Toutes ces pièces réunies, le mariage est célébré dans la plus grande église du Mans, Notre-Dame de la Couture, le 2 juillet 1789. Aucun membre de la famille proche d’Antoine n’est présent mais Catherine est assistée de son oncle maternel François Rottier du Plessis et de sa cousine germaine Françoise Rottier du Plessis5.

 

Le couple, enfin uni, a trois enfants nés à Marçon, Pauline qui meurt en bas âge, Antoinette et Antoine.

Pendant la révolution française, Antoine achète le presbytère de Marçon, bien national car religieux, en 1791 pour 2325 francs, le champ de la cure6 pour 1625 francs et une vigne aux Broudières dépendant de la chapelle Vauvert à Vaas pour 1624 francs7.

Très actif, il est élu au suffrage censitaire, membre du premier conseil municipal connu de la commune, le 15 pluviôse an IX (4 février 1801)8.

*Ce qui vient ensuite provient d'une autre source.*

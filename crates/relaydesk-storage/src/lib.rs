// SPDX-FileCopyrightText: 2026 Relaydesk Contributors
// SPDX-License-Identifier: MIT OR Apache-2.0

//! SQLite persistence for Relaydesk.
//!
//! The [`SqliteRepository`] adapter implements the workspace
//! [`Repository`](relaydesk_core::Repository) trait on top of tokio-rusqlite,
//! with refinery-managed embedded migrations.

pub mod adapter;
pub mod database;
pub mod migrations;
pub mod queries;

pub use adapter::SqliteRepository;
pub use database::Database;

Louis Jacques Rousseau9 est chargé du secrétariat général de de la commission du commerce et des subsistances en juillet 1794. Il remet un rapport sur les possibilités d’exportation des produits de la région de la Flèche et de Mont sur Loir. Il prend attache avec Antoine Rottier Belair à propos des effets sur le vin de Marçon des voyages par mer. Celui-ci l’assure que ces vins ont gagné en qualité après avoir passé les tropiques, défendant ainsi les intérêts des habitants de la commune, alors que toute possibilité d’exportation de ces vins était interdite depuis quelques mois.

Lorsqu’il fut question de changer le cimetière de lieu, comme quelques habitants fortunés, les de Malherbe, Lemoine, il participe financièrement à la construction de trois toises10 du mur du nouveau cimetière, situé au lieudit « la vie » pour 7 francs11.

Il meurt le 18 avril 1807 dans la maison des Rottier, au lieudit de la Croix, actuellement la Croix boisée, à Marçon.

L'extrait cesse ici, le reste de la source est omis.